Demi Lovato, 28, sieht sich nach einer beinahe tödlichen Drogen-Überdosis heute als glücklicheren Menschen. „Ich fühle mehr Freude in meinem Leben als je zuvor, weil ich keinen Teil von mir zum Schweigen bringen oder vermindern will“, sagte die Sängerin dem US-Sender CBS über ihr Befinden zwei Jahre nach dem Vorfall. Im Grunde genommen habe sie 2018 an einer Überdosis erst „sterben müssen“, um tatsächlich „aufzuwachen“ und ihre Lage zu erkennen.

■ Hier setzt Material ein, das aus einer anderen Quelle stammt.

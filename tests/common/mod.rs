//! Common test utilities for agentkit integration tests

#![allow(clippy::expect_used, clippy::unwrap_used)]

use std::path::{Path, PathBuf};

use assert_cmd::Command;
use tempfile::TempDir;

/// A kit plus a fake home directory, all inside one temp dir
///
/// ```text
/// <temp>/kit/kit.yaml
/// <temp>/kit/primary/...
/// <temp>/kit/secondary/...
/// <temp>/home/.claude       primary target
/// <temp>/home/.agentkit     secondary target
/// ```
#[allow(dead_code)]
pub struct TestWorkspace {
    /// Temporary directory
    pub temp: TempDir,
    /// Path to workspace root
    pub path: PathBuf,
}

#[allow(dead_code)]
impl TestWorkspace {
    /// Create a new test workspace with a minimal `kit.yaml`
    pub fn new() -> Self {
        let temp = TempDir::new().expect("Failed to create temp directory");
        let path = temp.path().to_path_buf();
        let workspace = Self { temp, path };
        workspace.write_file("kit/kit.yaml", "name: test-kit\nversion: 2.1.0\n");
        workspace
    }

    pub fn kit_dir(&self) -> PathBuf {
        self.path.join("kit")
    }

    pub fn home(&self) -> PathBuf {
        self.path.join("home")
    }

    pub fn primary_dir(&self) -> PathBuf {
        self.home().join(".claude")
    }

    pub fn secondary_dir(&self) -> PathBuf {
        self.home().join(".agentkit")
    }

    pub fn lock_file(&self) -> PathBuf {
        self.primary_dir().join(".lock")
    }

    /// Add a kit file installed under the primary root
    pub fn kit_primary(&self, relative: &str, content: &str) {
        self.write_file(&format!("kit/primary/{relative}"), content);
    }

    /// Add a kit file installed under the secondary root
    pub fn kit_secondary(&self, relative: &str, content: &str) {
        self.write_file(&format!("kit/secondary/{relative}"), content);
    }

    /// Write a file in workspace
    pub fn write_file(&self, path: &str, content: &str) {
        let file_path = self.path.join(path);
        if let Some(parent) = file_path.parent() {
            std::fs::create_dir_all(parent).expect("Failed to create parent directory");
        }
        std::fs::write(&file_path, content).expect("Failed to write file");
    }

    /// Read a file from workspace
    pub fn read_file(&self, path: &str) -> String {
        std::fs::read_to_string(self.path.join(path)).expect("Failed to read file")
    }

    /// Check if a file exists in workspace
    pub fn file_exists(&self, path: &str) -> bool {
        self.path.join(path).exists()
    }

    /// Parsed lock file
    pub fn lock_json(&self) -> serde_json::Value {
        let text = std::fs::read_to_string(self.lock_file()).expect("Failed to read lock file");
        serde_json::from_str(&text).expect("Lock file is not JSON")
    }
}

impl Default for TestWorkspace {
    fn default() -> Self {
        Self::new()
    }
}

/// agentkit command pointed at the workspace's kit and fake home
///
/// Developer overrides in the environment are cleared so tests never touch a
/// real configuration directory.
#[allow(deprecated)]
pub fn agentkit_cmd_for_workspace(workspace: &TestWorkspace) -> Command {
    let mut cmd = Command::cargo_bin("agentkit").unwrap();
    for var in [
        "AGENTKIT_PRIMARY_DIR",
        "AGENTKIT_SECONDARY_DIR",
        "AGENTKIT_ASSETS_DIR",
        "AGENTKIT_LOCKFILE",
        "RUST_LOG",
    ] {
        cmd.env_remove(var);
    }
    cmd.current_dir(&workspace.path)
        .env("HOME", workspace.home())
        .env("AGENTKIT_PRIMARY_DIR", workspace.primary_dir())
        .env("AGENTKIT_SECONDARY_DIR", workspace.secondary_dir());
    cmd
}

/// Forward-slash form of a path, as stored in the lock file
#[allow(dead_code)]
pub fn lock_path(path: &Path) -> String {
    path.to_string_lossy().replace('\\', "/")
}

#[cfg(test)]
mod tests {
    use super::*;

    #[test]
    fn test_workspace_creation() {
        let workspace = TestWorkspace::new();
        assert!(workspace.file_exists("kit/kit.yaml"));
        assert!(!workspace.primary_dir().exists());
    }

    #[test]
    fn test_workspace_kit_files() {
        let workspace = TestWorkspace::new();
        workspace.kit_primary("agents/a.md", "hello");
        assert_eq!(workspace.read_file("kit/primary/agents/a.md"), "hello");
    }
}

Seither sei ihr Leben so viel besser und ausgeglichener, erzählt Lovato, aus ihrem Beinahe-Tod und den zum Teil erheblichen gesundheitlichen Folgen habe sie nicht den Schluss gezogen, den Drogen ganz zu entsagen. Vielmehr lebe sie jetzt „California sober“ und meint damit eine in dem Sonnenstaat offenbar typische Laissez-faire-Balance: Sie trinke gelegentlich Alkohol und rauche manchmal Marihuana.

Ansonsten geht sie aber hart mit sich ins Gericht: „Leider kann niemand außer mir für meine Überdosis verantwortlich gemacht werden.“ Und der Lohn dieser Strenge gegen sich selbst: Heute habe sie wieder alles unter Kontrolle, von ihren Finanzen bis hin zu dem, was sie esse. Das sei während ihrer Drogen- und Alkoholsucht anders gewesen.

In einer mehrteiligen Dokumentationsreihe „Demi Lovato: Dancing with the Devil“ bei YouTube spricht sie detailliert über ihre Sucht und deren Auswirkungen.